We all know the baseball season can be kind of a slog. It’s on essentially every day for a six-month stretch spanning the entire summer plus the end of spring and the start of fall. Obviously that’s not to say it’s bad because, well, we all watch it pretty much every night. There must be something good if we’re going to do that, ya know? At the same time, there are certainly points in the year where things drag and you want to just get to the postseason, though I think you can say that about any sport.
Tuesday was an example of the other kind of night. Tuesday was the special night as a fan where winning becomes a sort of secondary concern. Tuesday was a reminder of how much fun it can be to just sit down in front of your TV on a random weekday night in the middle of May and become enthralled by a tall, skinny man on the screen. Tuesday was a callback to your younger days when mystified disbelief was a more common part of your night.
For me, there is something unparalleled in sports to the art of a pitcher just going out and dominating over the course of a start. There are probably examples that prove to be good corollaries and this is likely an example of my bias towards baseball showing, but it’s hard to match the atmosphere around a dominant pitching performance. Sports like golf and tennis where players are without teams can have the same feeling. A hockey goalie can stand out in that kind of way and certain, transcendent basketball stars can take over in an awe-inspiring way as well. With a pitcher, though, it’s different.
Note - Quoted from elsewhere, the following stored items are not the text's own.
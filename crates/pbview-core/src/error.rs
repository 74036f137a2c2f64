//! Error types for pbview
//!
//! The view state machine itself never fails; these errors only come from
//! the transport and from configuration loading.

use thiserror::Error;

/// Main error type for pbview
#[derive(Error, Debug)]
pub enum PbViewError {
    // Network errors
    #[error("view service unreachable at {0}")]
    ConnectionFailed(String),

    #[error("request timed out")]
    Timeout,

    #[error("unexpected HTTP status {status}: {body}")]
    UnexpectedStatus { status: u16, body: String },

    // Encoding errors
    #[error("serialization error: {0}")]
    Serialization(String),

    // Configuration errors
    #[error("invalid configuration: {0}")]
    InvalidConfig(String),

    #[error("io error: {0}")]
    Io(#[from] std::io::Error),
}

impl PbViewError {
    pub fn is_retriable(&self) -> bool {
        matches!(self, Self::ConnectionFailed(_) | Self::Timeout)
    }
}

impl From<serde_json::Error> for PbViewError {
    fn from(err: serde_json::Error) -> Self {
        Self::Serialization(err.to_string())
    }
}

/// Result type alias for pbview
pub type Result<T> = std::result::Result<T, PbViewError>;
//! HTTP transport for the view service
//!
//! Routes:
//! - `POST /ping` with [`PingArgs`], replies [`ViewReply`]
//! - `GET /view`, replies [`ViewReply`]

use crate::service::ViewService;
use axum::extract::State;
use axum::routing::{get, post};
use axum::{Json, Router};
use pbview_core::{Result, ServerId, View, ViewNumber, ViewServiceConfig};
use serde::{Deserialize, Serialize};
use std::net::SocketAddr;
use std::sync::atomic::{AtomicBool, AtomicU64, Ordering};
use std::sync::Arc;
use tokio::net::TcpListener;
use tokio::sync::watch;
use tokio::task::JoinHandle;
use tower_http::trace::TraceLayer;

/// Body of a ping request
#[derive(Clone, Debug, Serialize, Deserialize)]
pub struct PingArgs {
    /// The reporting server
    pub me: ServerId,

    /// View the server is running, 0 after a (re)start
    pub viewnum: ViewNumber,
}

/// Reply to both ping and get
#[derive(Clone, Debug, Serialize, Deserialize)]
pub struct ViewReply {
    pub view: View,
}

#[derive(Clone)]
struct AppState {
    service: Arc<ViewService>,
    rpc_count: Arc<AtomicU64>,
}

/// Build the router serving `service`
pub fn router(service: Arc<ViewService>, rpc_count: Arc<AtomicU64>) -> Router {
    Router::new()
        .route("/ping", post(ping))
        .route("/view", get(view))
        .layer(TraceLayer::new_for_http())
        .with_state(AppState { service, rpc_count })
}

async fn ping(State(app): State<AppState>, Json(args): Json<PingArgs>) -> Json<ViewReply> {
    app.rpc_count.fetch_add(1, Ordering::Relaxed);
    tracing::trace!(me = %args.me, viewnum = args.viewnum, "ping");
    let view = app.service.ping(&args.me, args.viewnum).await;
    Json(ViewReply { view })
}

async fn view(State(app): State<AppState>) -> Json<ViewReply> {
    app.rpc_count.fetch_add(1, Ordering::Relaxed);
    let view = app.service.get().await;
    Json(ViewReply { view })
}

/// A running view service: HTTP listener plus tick driver
pub struct ServerHandle {
    local_addr: SocketAddr,
    service: Arc<ViewService>,
    rpc_count: Arc<AtomicU64>,
    dead: AtomicBool,
    shutdown_tx: watch::Sender<bool>,
    server_task: JoinHandle<()>,
    ticker_task: JoinHandle<()>,
}

/// Bind `config.listen_addr` and start serving
pub async fn start_server(config: ViewServiceConfig) -> Result<ServerHandle> {
    start_with_service(config.clone(), Arc::new(ViewService::new(&config))).await
}

/// Start serving an already constructed service
pub async fn start_with_service(
    config: ViewServiceConfig,
    service: Arc<ViewService>,
) -> Result<ServerHandle> {
    config.validate()?;
    let listener = TcpListener::bind(config.listen_addr).await?;
    let local_addr = listener.local_addr()?;

    let rpc_count = Arc::new(AtomicU64::new(0));
    let (shutdown_tx, shutdown_rx) = watch::channel(false);

    let app = router(service.clone(), rpc_count.clone());
    let mut server_shutdown = shutdown_rx.clone();
    let server_task = tokio::spawn(async move {
        let result = axum::serve(listener, app)
            .with_graceful_shutdown(async move {
                let _ = server_shutdown.wait_for(|dead| *dead).await;
            })
            .await;
        if let Err(e) = result {
            tracing::error!(error = %e, "view service listener failed");
        }
    });
    let ticker_task = service.clone().spawn_ticker(shutdown_rx);

    tracing::info!(
        addr = %local_addr,
        tick_interval_ms = config.tick_interval.as_millis() as u64,
        dead_pings = config.dead_pings,
        "view service started"
    );

    Ok(ServerHandle {
        local_addr,
        service,
        rpc_count,
        dead: AtomicBool::new(false),
        shutdown_tx,
        server_task,
        ticker_task,
    })
}

impl ServerHandle {
    pub fn local_addr(&self) -> SocketAddr {
        self.local_addr
    }

    pub fn service(&self) -> &Arc<ViewService> {
        &self.service
    }

    /// Number of ping and get calls handled so far
    pub fn rpc_count(&self) -> u64 {
        self.rpc_count.load(Ordering::Relaxed)
    }

    /// Stop accepting requests and stop ticking
    pub fn kill(&self) {
        if !self.dead.swap(true, Ordering::SeqCst) {
            tracing::info!(addr = %self.local_addr, "view service killed");
            self.shutdown_tx.send_replace(true);
        }
    }

    pub fn is_dead(&self) -> bool {
        self.dead.load(Ordering::SeqCst)
    }

    /// Wait until both the listener and the ticker have stopped
    pub async fn join(self) {
        if let Err(e) = self.server_task.await {
            tracing::warn!(error = %e, "listener task panicked");
        }
        if let Err(e) = self.ticker_task.await {
            tracing::warn!(error = %e, "ticker task panicked");
        }
    }
}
He has a team he’s pitching for, but he’s also all alone with the spotlight totally on him. Chris Sale took over that spotlight in a way that very few, if any, pitchers can.
Those first three innings on Tuesday in particular took me totally out of the game. The Red Sox did hit, and they hit their three home runs during this part of the game, but all I wanted was for Sale to get back on the mound. Getting the lead was nice, but secondary. It was all about Sale, who struck out the first six batters he saw and eight of the first nine. It was all about seeing what he was going to do with his slider in any given at bat, and what kind of funky swings he was going to induce. His pace slowed down as the game went on, mostly because it had to by the laws of averages, but in the end he had 17 strikeouts in seven innings, which had never been done before. Oh, and he did it without any walks. A big part of me wanted Alex Cora to just say screw it, go out for the eighth and get your 20 strikeouts. That was never going to happen as Sale was at 108 pitches. You need to think about the long-term, but at the same time, in a moment like this, do you? The answer is logically yes, but in the moment I was hoping it was no.
I grew up in the late-90s and early-2000s and my true introduction to baseball was in the hey-day of Pedro Martinez. I was spoiled in that way, seeing that kind of electricity not just from his stuff but from what his stuff did to the Fenway crowd. You think it’s always going to be like that, and then all of a sudden it wasn’t. For a long time, too. The Red Sox had other good pitchers in that time, but they didn’t have that kind of visceral electricity on the mound. Chris Sale is that kind of pitcher. I was too young in Pedro’s days to truly appreciate what I was watching, but that won’t be the case here. Winning and losing is what it’s all about, but Sale is a reminder that there’s more. He’s a reminder that, even in a loss, you can have an incredible amount of fun watching a random baseball game on a Tuesday night in the middle of May. After all, that’s why we watch this every day for six months of the year, right?